Purpose: Wnt signaling is implicated in tumor cell dedifferentiation and cancer stem cell function. Ipafricept (OMP-54F28) is a first-in-class recombinant fusion protein with the extracellular part of human frizzled 8 receptor fused to a human IgG1 Fc fragment that binds Wnt ligands. This trial evaluated ipafricept in patients with solid tumors. Experimental design: A 3+3 design was used; ipafricept was given intravenously every 3 weeks.
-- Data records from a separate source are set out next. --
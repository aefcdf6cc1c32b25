//! # Document API
//!
//! Document inspection, image download, generic patch, deletion, and
//! officer anomaly reports.

use axum::extract::rejection::JsonRejection;
use axum::extract::{Path, State};
use axum::http::{header, StatusCode};
use axum::response::IntoResponse;
use axum::routing::{get, post};
use axum::{Json, Router};
use checkpoint_core::DocumentId;
use serde::Deserialize;
use utoipa::ToSchema;
use uuid::Uuid;

use crate::auth::{require_role, CallerIdentity, Role};
use crate::error::AppError;
use crate::extractors::{extract_json, extract_validated_json, Validate};
use crate::state::AppState;
use crate::views::{AnomalyView, DocumentView};

/// Anomaly report body: either a bare list of descriptions or an object
/// wrapping one.
#[derive(Debug, Deserialize)]
#[serde(untagged)]
pub enum AnomalyReport {
    List(Vec<String>),
    Wrapped { anomalies: Vec<String> },
}

impl AnomalyReport {
    fn into_descriptions(self) -> Vec<String> {
        match self {
            Self::List(list) | Self::Wrapped { anomalies: list } => list,
        }
    }
}

/// Generic document patch.
#[derive(Debug, Deserialize, ToSchema)]
pub struct PatchDocumentRequest {
    pub verified: Option<bool>,
}

impl Validate for PatchDocumentRequest {
    fn validate(&self) -> Result<(), String> {
        if self.verified.is_none() {
            return Err("patch must set at least one field".to_string());
        }
        Ok(())
    }
}

/// Build the documents router.
pub fn router() -> Router<AppState> {
    Router::new()
        .route(
            "/api/Document/:id",
            get(get_document).patch(patch_document).delete(delete_document),
        )
        .route("/api/Document/:id/Image", get(get_document_image))
        .route("/api/Document/:id/Non-compliant", post(report_anomalies))
}

fn document_not_found(id: Uuid) -> AppError {
    AppError::NotFound(format!("document {id} not found"))
}

/// GET /api/Document/:id: Get a document and its anomalies.
#[utoipa::path(
    get,
    path = "/api/Document/{id}",
    params(("id" = Uuid, Path, description = "Document ID")),
    responses(
        (status = 200, description = "Document found", body = DocumentView),
        (status = 404, description = "Not found", body = crate::error::ErrorBody),
    ),
    tag = "documents"
)]
async fn get_document(
    State(state): State<AppState>,
    Path(id): Path<Uuid>,
) -> Result<Json<DocumentView>, AppError> {
    state
        .registry
        .find_document(DocumentId::from_uuid(id))
        .map(|d| Json(d.into()))
        .ok_or_else(|| document_not_found(id))
}

/// GET /api/Document/:id/Image: Download the scanned image.
#[utoipa::path(
    get,
    path = "/api/Document/{id}/Image",
    params(("id" = Uuid, Path, description = "Document ID")),
    responses(
        (status = 200, description = "Raw image bytes", body = Vec<u8>, content_type = "application/octet-stream"),
        (status = 404, description = "Not found", body = crate::error::ErrorBody),
    ),
    tag = "documents"
)]
async fn get_document_image(
    State(state): State<AppState>,
    Path(id): Path<Uuid>,
) -> Result<impl IntoResponse, AppError> {
    let document = state
        .registry
        .find_document(DocumentId::from_uuid(id))
        .ok_or_else(|| document_not_found(id))?;
    Ok((
        [(header::CONTENT_TYPE, "application/octet-stream")],
        document.image,
    ))
}

/// PATCH /api/Document/:id: Overwrite the verified flag.
#[utoipa::path(
    patch,
    path = "/api/Document/{id}",
    params(("id" = Uuid, Path, description = "Document ID")),
    request_body = PatchDocumentRequest,
    responses(
        (status = 204, description = "Document patched"),
        (status = 404, description = "Not found", body = crate::error::ErrorBody),
        (status = 422, description = "Empty patch", body = crate::error::ErrorBody),
    ),
    tag = "documents"
)]
async fn patch_document(
    caller: CallerIdentity,
    State(state): State<AppState>,
    Path(id): Path<Uuid>,
    body: Result<Json<PatchDocumentRequest>, JsonRejection>,
) -> Result<StatusCode, AppError> {
    require_role(&caller, Role::CustomsOfficer)?;
    let req = extract_validated_json(body)?;
    if let Some(verified) = req.verified {
        state
            .workflow()
            .set_document_verified(DocumentId::from_uuid(id), verified)?;
    }
    Ok(StatusCode::NO_CONTENT)
}

/// DELETE /api/Document/:id: Remove a document from its crossing.
#[utoipa::path(
    delete,
    path = "/api/Document/{id}",
    params(("id" = Uuid, Path, description = "Document ID")),
    responses(
        (status = 204, description = "Document deleted"),
        (status = 404, description = "Not found", body = crate::error::ErrorBody),
    ),
    tag = "documents"
)]
async fn delete_document(
    caller: CallerIdentity,
    State(state): State<AppState>,
    Path(id): Path<Uuid>,
) -> Result<StatusCode, AppError> {
    require_role(&caller, Role::CustomsOfficer)?;
    state.workflow().delete_document(DocumentId::from_uuid(id))?;
    Ok(StatusCode::NO_CONTENT)
}

/// POST /api/Document/:id/Non-compliant: Report anomalies against a document.
#[utoipa::path(
    post,
    path = "/api/Document/{id}/Non-compliant",
    params(("id" = Uuid, Path, description = "Document ID")),
    request_body = Vec<String>,
    responses(
        (status = 200, description = "Anomalies recorded", body = Vec<AnomalyView>),
        (status = 404, description = "Document not found", body = crate::error::ErrorBody),
        (status = 422, description = "Empty report", body = crate::error::ErrorBody),
    ),
    tag = "documents"
)]
async fn report_anomalies(
    State(state): State<AppState>,
    Path(id): Path<Uuid>,
    body: Result<Json<AnomalyReport>, JsonRejection>,
) -> Result<Json<Vec<AnomalyView>>, AppError> {
    let report = extract_json(body)?;
    let created = state
        .workflow()
        .report_anomalies(DocumentId::from_uuid(id), report.into_descriptions())?;
    Ok(Json(created.into_iter().map(AnomalyView::from).collect()))
}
The objectives were determination of dose-limiting toxicities (DLTs), recommended phase 2 dose (RP2D), safety, pharmacokinetics (PK), immunogenicity, pharmacodynamics (PD), and preliminary efficacy. Results: 26 patients were treated in seven dose-escalation cohorts (0.5, 1, 2.5, 5, 10, 15, and 20 mg/kg). No further dose escalation was pursued as PK modeling indicated that the target efficacious dose was reached at 10 mg/kg, and fragility fractures occurred at 20 mg/kg. Most common related grade 1 and 2 adverse events (AEs; ≥20% of patients) were dysgeusia, decreased appetite, fatigue, and muscle spasms. Ipafricept-related grade 3 TEAEs included hypophosphatemia and weight decrease (1 subject each, 3.8%). Ipafricept half-life was ∼4 days and had low incidence of antidrug antibody formation (7.69%) with no impact on drug exposure. Six patients had β-C-terminal telopeptide (β-CTX) doubling from baseline, which was reversible. PD modulation of Wnt pathway genes in hair follicles occurred ≥2.5 mg/kg. Two desmoid tumor and a germ cell cancer patient experienced stable disease for >6 months. Conclusions: Ipafricept was well tolerated, with RP2D of 15 mg/kg Q3W. Prolonged SD was noted in desmoid tumor and germ cell cancer patients. Clin Cancer Res; 23(24); 7490–7. ©2017 AACR.